Work out how many lines below contain "weekmix", then write only that number.
+++
//! Core library for weekmix: constrained random assignment of pillars,
//! engagement endings and formats to a seven-day content calendar.

pub mod allocator;
pub mod calendar;
pub mod catalog;
pub mod config;
pub mod content;
pub mod engine;
pub mod error;
pub mod feasibility;
pub mod logging;
pub mod pool;
pub mod render;
pub mod retry;
pub mod store;

pub use allocator::{Allocation, AllocationReport, PickOrigin, ThemeReport, allocate};
pub use calendar::{GeneratedDay, Violation, WeeklyCalendar, assemble};
pub use catalog::{Catalog, DaySlot, PillarPolicy, ThemeName, ThemePool, WEEK_LENGTH};
pub use config::{
    ConfigError, ConfigLoadResult, ConfigSource, ContentSettings, EngineSettings, FileConfig,
    StorageSettings, config_directory, config_path, load_config, save_config,
};
pub use content::{ContentClient, ContentError, PostContent};
pub use engine::{Engine, GenerationOutcome};
pub use error::{ConfigurationError, EngineError, PoolKind};
pub use logging::{
    FilterSource, LoggingDestination, LoggingError, Verbosity, current_log_path, init_logging,
    log_directory,
};
pub use pool::{EmptyPoolError, IndexSource, Pool, RngSource, ScriptedSource};
pub use store::{CalendarStore, StoreError};
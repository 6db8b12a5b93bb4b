//! Terminal rendering of calendars.

use std::io::{self, Write};

use crate::calendar::WeeklyCalendar;

const HEADERS: [&str; 5] = ["Day", "Theme", "Pillar", "Engagement", "Format"];

/// Renders the calendar as an aligned plain-text table.
pub fn render_calendar(calendar: &WeeklyCalendar) -> String {
    let rows: Vec<[&str; 5]> = calendar
        .iter()
        .map(|day| {
            [
                day.day.as_str(),
                day.theme.as_str(),
                day.pillar.as_str(),
                day.engagement.as_str(),
                day.format.as_str(),
            ]
        })
        .collect();

    let mut widths = HEADERS.map(str::len);
    for row in &rows {
        for (width, cell) in widths.iter_mut().zip(row) {
            *width = (*width).max(cell.chars().count());
        }
    }

    let mut out = String::new();
    push_row(&mut out, &HEADERS, &widths);
    let rule: Vec<String> = widths.iter().map(|width| "-".repeat(*width)).collect();
    push_row(&mut out, &rule, &widths);
    for row in &rows {
        push_row(&mut out, row, &widths);
    }
    out
}

fn push_row<S: AsRef<str>>(out: &mut String, cells: &[S], widths: &[usize]) {
    let line = cells
        .iter()
        .zip(widths)
        .map(|(cell, width)| format!("{:<width$}", cell.as_ref(), width = *width))
        .collect::<Vec<_>>()
        .join("  ");
    out.push_str(line.trim_end());
    out.push('\n');
}

/// Writes a unified diff between two rendered calendars.
pub fn diff_calendars(
    writer: &mut dyn Write,
    previous: &WeeklyCalendar,
    next: &WeeklyCalendar,
) -> io::Result<()> {
    let theme = termdiff::SignsColorTheme {};
    termdiff::diff(
        writer,
        &render_calendar(previous),
        &render_calendar(next),
        &theme,
    )?;
    writer.flush()
}
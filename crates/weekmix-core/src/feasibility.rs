//! Satisfiability of the remaining pillar allocation.
//!
//! The outstanding work is a bipartite matching between slots (one per day a
//! unique theme still has to fill, one per independent theme) and pillar values
//! (each usable once across all themes). A complete matching exists exactly
//! when every remaining theme can still be served without reusing a value.

use std::collections::{HashMap, HashSet};

/// Outstanding need of one theme.
#[derive(Debug, Clone, Copy)]
pub struct Demand<'a> {
    pub candidates: &'a [String],
    pub slots: usize,
}

impl<'a> Demand<'a> {
    pub fn new(candidates: &'a [String], slots: usize) -> Self {
        Self { candidates, slots }
    }
}

/// True when every demand can be met from values outside `consumed`.
pub fn is_satisfiable(demands: &[Demand<'_>], consumed: &HashSet<String>) -> bool {
    complete_assignment(demands, consumed).is_some()
}

/// Deterministic complete assignment, one value list per demand.
///
/// Slots are matched in demand order, candidates in configured order, so the
/// same inputs always produce the same assignment.
pub fn complete_assignment(
    demands: &[Demand<'_>],
    consumed: &HashSet<String>,
) -> Option<Vec<Vec<String>>> {
    let mut value_ids: HashMap<&str, usize> = HashMap::new();
    let mut values: Vec<&str> = Vec::new();
    // Candidate value ids per slot, plus the demand each slot belongs to.
    let mut slots: Vec<(usize, Vec<usize>)> = Vec::new();

    for (owner, demand) in demands.iter().enumerate() {
        let mut candidates = Vec::new();
        for value in demand.candidates {
            if consumed.contains(value) {
                continue;
            }
            let id = *value_ids.entry(value.as_str()).or_insert_with(|| {
                values.push(value.as_str());
                values.len() - 1
            });
            if !candidates.contains(&id) {
                candidates.push(id);
            }
        }
        if candidates.len() < demand.slots {
            return None;
        }
        for _ in 0..demand.slots {
            slots.push((owner, candidates.clone()));
        }
    }

    if slots.len() > values.len() {
        return None;
    }

    let mut holder: Vec<Option<usize>> = vec![None; values.len()];
    for slot in 0..slots.len() {
        let mut visited = vec![false; values.len()];
        if !augment(slot, &slots, &mut holder, &mut visited) {
            return None;
        }
    }

    let mut matched: Vec<Option<usize>> = vec![None; slots.len()];
    for (value, slot) in holder.iter().enumerate() {
        if let Some(slot) = slot {
            matched[*slot] = Some(value);
        }
    }

    let mut assignment = vec![Vec::new(); demands.len()];
    for (slot, value) in matched.into_iter().enumerate() {
        let value = value?;
        assignment[slots[slot].0].push(values[value].to_string());
    }
    Some(assignment)
}

fn augment(
    slot: usize,
    slots: &[(usize, Vec<usize>)],
    holder: &mut [Option<usize>],
    visited: &mut [bool],
) -> bool {
    // Prefer an unclaimed value so earlier slots keep their configured order.
    for &value in &slots[slot].1 {
        if holder[value].is_none() {
            visited[value] = true;
            holder[value] = Some(slot);
            return true;
        }
    }
    for &value in &slots[slot].1 {
        if visited[value] {
            continue;
        }
        visited[value] = true;
        let free = match holder[value] {
            None => true,
            Some(other) => augment(other, slots, holder, visited),
        };
        if free {
            holder[value] = Some(slot);
            return true;
        }
    }
    false
}
//! Durable storage for the current weekly calendar.

use std::fs;
use std::io;
use std::path::{Path, PathBuf};

use chrono::{DateTime, Utc};
use serde::{Deserialize, Serialize};
use thiserror::Error;
use tracing::{debug, info, warn};
use uuid::Uuid;

use crate::calendar::{GeneratedDay, WeeklyCalendar};

const STORE_SCHEMA_VERSION: u32 = 1;

#[derive(Debug, Error)]
pub enum StoreError {
    #[error("calendar storage I/O failed: {0}")]
    Io(#[from] io::Error),
    #[error("stored calendar is not valid JSON: {0}")]
    Json(#[from] serde_json::Error),
    #[error("stored calendar uses schema version {found}, expected {expected}")]
    SchemaMismatch { found: u32, expected: u32 },
}

/// On-disk envelope around the flat list of generated days.
#[derive(Debug, Clone, Serialize, Deserialize)]
pub struct StoredCalendar {
    pub schema_version: u32,
    pub generated_at: DateTime<Utc>,
    pub days: Vec<GeneratedDay>,
}

/// Reads and writes the most recently generated calendar.
#[derive(Debug, Clone)]
pub struct CalendarStore {
    path: PathBuf,
}

impl CalendarStore {
    pub fn new(path: impl Into<PathBuf>) -> Self {
        Self { path: path.into() }
    }

    pub fn path(&self) -> &Path {
        &self.path
    }

    /// Replaces the stored calendar. Each save writes its own sibling temp
    /// file before renaming it over the store, so readers only ever see a
    /// complete save and concurrent savers never share a temp file.
    pub fn save(&self, calendar: &WeeklyCalendar) -> Result<(), StoreError> {
        let envelope = StoredCalendar {
            schema_version: STORE_SCHEMA_VERSION,
            generated_at: Utc::now(),
            days: calendar.days().to_vec(),
        };
        if let Some(parent) = self.path.parent() {
            if !parent.as_os_str().is_empty() {
                fs::create_dir_all(parent)?;
            }
        }

        let serialized = serde_json::to_string_pretty(&envelope)?;
        let temp_path = build_temp_path(&self.path, Uuid::new_v4());
        let written = fs::write(&temp_path, format!("{serialized}\n"))
            .and_then(|()| fs::rename(&temp_path, &self.path));
        if let Err(err) = written {
            if let Err(cleanup) = fs::remove_file(&temp_path) {
                if cleanup.kind() != io::ErrorKind::NotFound {
                    warn!(path = %temp_path.display(), error = %cleanup, "Failed to remove temp file");
                }
            }
            return Err(err.into());
        }

        info!(path = %self.path.display(), days = calendar.len(), "Saved calendar");
        Ok(())
    }

    /// Loads the stored calendar; `None` when nothing usable has been saved yet.
    pub fn load(&self) -> Result<Option<WeeklyCalendar>, StoreError> {
        Ok(self.load_envelope()?.map(|stored| WeeklyCalendar::new(stored.days)))
    }

    pub fn load_envelope(&self) -> Result<Option<StoredCalendar>, StoreError> {
        let raw = match fs::read_to_string(&self.path) {
            Ok(raw) => raw,
            Err(err) if err.kind() == io::ErrorKind::NotFound => {
                debug!(path = %self.path.display(), "No stored calendar");
                return Ok(None);
            }
            Err(err) => return Err(err.into()),
        };

        let stored: StoredCalendar = serde_json::from_str(&raw)?;
        if stored.schema_version != STORE_SCHEMA_VERSION {
            return Err(StoreError::SchemaMismatch {
                found: stored.schema_version,
                expected: STORE_SCHEMA_VERSION,
            });
        }
        if stored.days.is_empty() {
            return Ok(None);
        }
        Ok(Some(stored))
    }
}

fn build_temp_path(path: &Path, token: Uuid) -> PathBuf {
    let mut temp_path = path.to_path_buf();
    match path.extension().and_then(|ext| ext.to_str()) {
        Some(ext) if !ext.is_empty() => {
            temp_path.set_extension(format!("{ext}.{token}.tmp"));
        }
        _ => {
            temp_path.set_extension(format!("{token}.tmp"));
        }
    }
    temp_path
}

#[cfg(test)]
mod tests {
    use super::*;
    use crate::config::FileConfig;
    use crate::engine::Engine;
    use tempfile::tempdir;

    fn generated() -> WeeklyCalendar {
        Engine::from_config(&FileConfig::default())
            .unwrap()
            .generate()
            .unwrap()
            .calendar
    }

    #[test]
    fn round_trip_preserves_every_field() {
        let dir = tempdir().unwrap();
        let store = CalendarStore::new(dir.path().join("data").join("calendar.json"));
        let calendar = generated();

        store.save(&calendar).unwrap();
        let loaded = store.load().unwrap().unwrap();
        assert_eq!(loaded, calendar);

        let leftovers: Vec<_> = fs::read_dir(store.path().parent().unwrap())
            .unwrap()
            .map(|entry| entry.unwrap().file_name())
            .collect();
        assert_eq!(leftovers, [std::ffi::OsString::from("calendar.json")]);
    }

    #[test]
    fn concurrent_saves_to_one_path_all_succeed() {
        let dir = tempdir().unwrap();
        let path = dir.path().join("calendar.json");
        let calendar = generated();

        std::thread::scope(|scope| {
            for _ in 0..8 {
                scope.spawn(|| {
                    let store = CalendarStore::new(&path);
                    for _ in 0..25 {
                        store.save(&calendar).unwrap();
                    }
                });
            }
        });

        assert_eq!(CalendarStore::new(&path).load().unwrap().unwrap(), calendar);
        assert_eq!(fs::read_dir(dir.path()).unwrap().count(), 1);
    }

    #[test]
    fn failed_save_leaves_no_temp_file() {
        let dir = tempdir().unwrap();
        // A directory at the store path makes the final rename fail.
        let path = dir.path().join("calendar.json");
        fs::create_dir_all(path.join("occupied")).unwrap();

        let err = CalendarStore::new(&path).save(&generated()).unwrap_err();
        assert!(matches!(err, StoreError::Io(_)));
        assert_eq!(fs::read_dir(dir.path()).unwrap().count(), 1);
    }

    #[test]
    fn missing_or_empty_store_loads_nothing() {
        let dir = tempdir().unwrap();
        let store = CalendarStore::new(dir.path().join("calendar.json"));
        assert!(store.load().unwrap().is_none());

        store.save(&WeeklyCalendar::default()).unwrap();
        assert!(store.load().unwrap().is_none());
    }

    #[test]
    fn unreadable_payload_is_an_error() {
        let dir = tempdir().unwrap();
        let path = dir.path().join("calendar.json");
        fs::write(&path, "[{\"day\": ").unwrap();
        let err = CalendarStore::new(&path).load().unwrap_err();
        assert!(matches!(err, StoreError::Json(_)));
    }

    #[test]
    fn unknown_schema_version_is_rejected() {
        let dir = tempdir().unwrap();
        let path = dir.path().join("calendar.json");
        fs::write(
            &path,
            r#"{"schema_version": 7, "generated_at": "2025-01-06T09:00:00Z", "days": []}"#,
        )
        .unwrap();
        let err = CalendarStore::new(&path).load().unwrap_err();
        assert!(matches!(
            err,
            StoreError::SchemaMismatch {
                found: 7,
                expected: 1
            }
        ));
    }

    #[test]
    fn temp_path_keeps_the_original_extension() {
        let token = Uuid::nil();
        assert_eq!(
            build_temp_path(Path::new("/tmp/calendar.json"), token),
            PathBuf::from(format!("/tmp/calendar.json.{token}.tmp"))
        );
        assert_eq!(
            build_temp_path(Path::new("/tmp/calendar"), token),
            PathBuf::from(format!("/tmp/calendar.{token}.tmp"))
        );
        assert_ne!(
            build_temp_path(Path::new("/tmp/calendar.json"), Uuid::new_v4()),
            build_temp_path(Path::new("/tmp/calendar.json"), Uuid::new_v4())
        );
    }
}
+++
- [Output for this task] 2